══ Recorded data

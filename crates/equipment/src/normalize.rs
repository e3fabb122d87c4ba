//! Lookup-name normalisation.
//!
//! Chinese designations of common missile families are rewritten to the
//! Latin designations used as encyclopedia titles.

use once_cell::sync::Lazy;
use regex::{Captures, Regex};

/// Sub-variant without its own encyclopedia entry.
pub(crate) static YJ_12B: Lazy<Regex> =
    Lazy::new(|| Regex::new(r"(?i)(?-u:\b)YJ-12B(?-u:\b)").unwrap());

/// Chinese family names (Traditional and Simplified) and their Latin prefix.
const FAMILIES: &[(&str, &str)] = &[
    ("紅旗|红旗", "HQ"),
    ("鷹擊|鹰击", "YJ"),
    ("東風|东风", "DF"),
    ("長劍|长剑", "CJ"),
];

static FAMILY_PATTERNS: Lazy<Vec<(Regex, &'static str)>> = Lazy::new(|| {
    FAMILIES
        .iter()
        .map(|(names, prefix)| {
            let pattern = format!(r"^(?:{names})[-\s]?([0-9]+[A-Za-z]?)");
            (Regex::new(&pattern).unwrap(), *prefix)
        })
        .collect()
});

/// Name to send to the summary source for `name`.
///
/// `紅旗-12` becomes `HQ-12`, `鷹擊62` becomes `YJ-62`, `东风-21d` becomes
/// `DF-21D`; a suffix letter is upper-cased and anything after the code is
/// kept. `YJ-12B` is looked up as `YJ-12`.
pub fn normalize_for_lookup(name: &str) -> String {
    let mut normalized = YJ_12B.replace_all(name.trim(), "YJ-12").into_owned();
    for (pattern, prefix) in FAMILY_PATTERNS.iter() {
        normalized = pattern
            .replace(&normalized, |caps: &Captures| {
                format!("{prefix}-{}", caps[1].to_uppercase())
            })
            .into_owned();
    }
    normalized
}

════
══ Recorded data

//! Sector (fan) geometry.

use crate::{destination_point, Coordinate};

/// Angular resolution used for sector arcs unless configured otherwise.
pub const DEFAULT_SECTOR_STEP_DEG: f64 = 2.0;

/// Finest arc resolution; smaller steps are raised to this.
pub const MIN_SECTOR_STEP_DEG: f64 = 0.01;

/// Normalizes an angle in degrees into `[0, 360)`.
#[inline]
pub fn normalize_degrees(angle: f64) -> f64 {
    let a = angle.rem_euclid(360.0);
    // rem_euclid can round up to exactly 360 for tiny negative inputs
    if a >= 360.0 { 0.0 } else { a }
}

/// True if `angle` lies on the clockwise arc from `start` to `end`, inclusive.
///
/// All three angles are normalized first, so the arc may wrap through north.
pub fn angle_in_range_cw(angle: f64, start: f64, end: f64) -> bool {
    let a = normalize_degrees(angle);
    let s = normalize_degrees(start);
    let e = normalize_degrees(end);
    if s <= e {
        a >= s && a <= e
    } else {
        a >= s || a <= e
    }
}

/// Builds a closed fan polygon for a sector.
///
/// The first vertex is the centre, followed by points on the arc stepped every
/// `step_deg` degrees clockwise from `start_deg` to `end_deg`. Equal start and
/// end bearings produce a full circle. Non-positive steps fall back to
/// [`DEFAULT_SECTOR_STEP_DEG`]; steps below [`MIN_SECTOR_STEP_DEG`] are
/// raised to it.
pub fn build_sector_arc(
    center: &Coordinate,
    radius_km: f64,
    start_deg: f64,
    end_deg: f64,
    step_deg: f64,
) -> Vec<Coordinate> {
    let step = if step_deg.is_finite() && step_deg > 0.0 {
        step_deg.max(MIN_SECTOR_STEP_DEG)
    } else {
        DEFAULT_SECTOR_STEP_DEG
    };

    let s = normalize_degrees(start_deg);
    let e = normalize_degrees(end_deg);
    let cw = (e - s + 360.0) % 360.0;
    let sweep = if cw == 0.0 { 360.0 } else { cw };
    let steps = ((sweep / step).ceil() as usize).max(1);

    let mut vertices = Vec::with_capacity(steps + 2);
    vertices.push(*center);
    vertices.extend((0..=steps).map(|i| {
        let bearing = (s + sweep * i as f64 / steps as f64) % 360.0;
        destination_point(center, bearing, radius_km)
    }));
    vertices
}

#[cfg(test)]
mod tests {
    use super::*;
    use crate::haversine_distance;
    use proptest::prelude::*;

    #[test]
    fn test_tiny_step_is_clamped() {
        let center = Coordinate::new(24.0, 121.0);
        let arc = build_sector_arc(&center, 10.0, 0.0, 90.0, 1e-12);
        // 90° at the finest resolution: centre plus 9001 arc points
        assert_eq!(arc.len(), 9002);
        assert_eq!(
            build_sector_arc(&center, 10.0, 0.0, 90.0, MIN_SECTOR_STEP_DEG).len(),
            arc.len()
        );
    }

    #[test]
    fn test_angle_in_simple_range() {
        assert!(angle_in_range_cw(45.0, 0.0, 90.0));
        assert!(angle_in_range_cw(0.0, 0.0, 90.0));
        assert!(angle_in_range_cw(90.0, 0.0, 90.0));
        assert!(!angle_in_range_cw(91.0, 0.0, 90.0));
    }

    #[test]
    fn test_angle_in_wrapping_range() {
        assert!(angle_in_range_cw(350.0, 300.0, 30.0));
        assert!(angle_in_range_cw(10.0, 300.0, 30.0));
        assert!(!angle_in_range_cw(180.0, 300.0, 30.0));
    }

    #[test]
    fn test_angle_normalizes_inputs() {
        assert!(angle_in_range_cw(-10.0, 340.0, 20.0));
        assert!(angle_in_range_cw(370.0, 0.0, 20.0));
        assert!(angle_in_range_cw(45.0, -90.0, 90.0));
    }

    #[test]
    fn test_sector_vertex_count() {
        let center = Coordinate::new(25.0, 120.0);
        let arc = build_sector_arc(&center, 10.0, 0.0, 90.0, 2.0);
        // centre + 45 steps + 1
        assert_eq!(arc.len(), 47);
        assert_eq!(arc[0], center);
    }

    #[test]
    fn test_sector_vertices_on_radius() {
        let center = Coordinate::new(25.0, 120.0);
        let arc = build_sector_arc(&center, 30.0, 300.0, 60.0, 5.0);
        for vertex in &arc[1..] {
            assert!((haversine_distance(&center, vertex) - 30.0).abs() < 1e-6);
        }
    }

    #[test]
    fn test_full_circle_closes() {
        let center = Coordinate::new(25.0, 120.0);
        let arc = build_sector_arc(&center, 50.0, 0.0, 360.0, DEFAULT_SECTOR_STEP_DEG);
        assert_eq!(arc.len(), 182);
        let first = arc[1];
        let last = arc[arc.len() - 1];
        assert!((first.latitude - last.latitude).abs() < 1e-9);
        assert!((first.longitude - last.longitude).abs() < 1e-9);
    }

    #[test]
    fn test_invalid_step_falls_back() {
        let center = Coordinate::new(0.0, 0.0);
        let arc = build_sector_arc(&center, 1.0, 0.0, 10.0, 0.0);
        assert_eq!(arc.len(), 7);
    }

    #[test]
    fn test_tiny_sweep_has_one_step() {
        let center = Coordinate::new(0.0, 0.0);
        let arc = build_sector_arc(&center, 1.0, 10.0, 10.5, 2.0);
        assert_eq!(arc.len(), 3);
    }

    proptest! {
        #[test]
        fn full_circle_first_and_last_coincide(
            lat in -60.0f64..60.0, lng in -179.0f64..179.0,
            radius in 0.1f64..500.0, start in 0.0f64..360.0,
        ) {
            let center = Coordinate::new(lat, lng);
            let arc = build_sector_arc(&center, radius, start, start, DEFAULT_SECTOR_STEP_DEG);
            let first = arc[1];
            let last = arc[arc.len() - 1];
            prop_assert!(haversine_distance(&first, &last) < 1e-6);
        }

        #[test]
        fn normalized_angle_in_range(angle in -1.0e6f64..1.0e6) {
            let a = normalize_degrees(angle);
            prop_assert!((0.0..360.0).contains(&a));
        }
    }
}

════

Directions for this task:
Begin with the line that has "pub const DEFAULT_SECTOR_STEP_DEG: f64 = 2.0;" in the listing above and end after the line that has "wrap through north."; output those lines exactly.

Exercise response:
pub const DEFAULT_SECTOR_STEP_DEG: f64 = 2.0;

/// Finest arc resolution; smaller steps are raised to this.
pub const MIN_SECTOR_STEP_DEG: f64 = 0.01;

/// Normalizes an angle in degrees into `[0, 360)`.
#[inline]
pub fn normalize_degrees(angle: f64) -> f64 {
    let a = angle.rem_euclid(360.0);
    // rem_euclid can round up to exactly 360 for tiny negative inputs
    if a >= 360.0 { 0.0 } else { a }
}

/// True if `angle` lies on the clockwise arc from `start` to `end`, inclusive.
///
/// All three angles are normalized first, so the arc may wrap through north.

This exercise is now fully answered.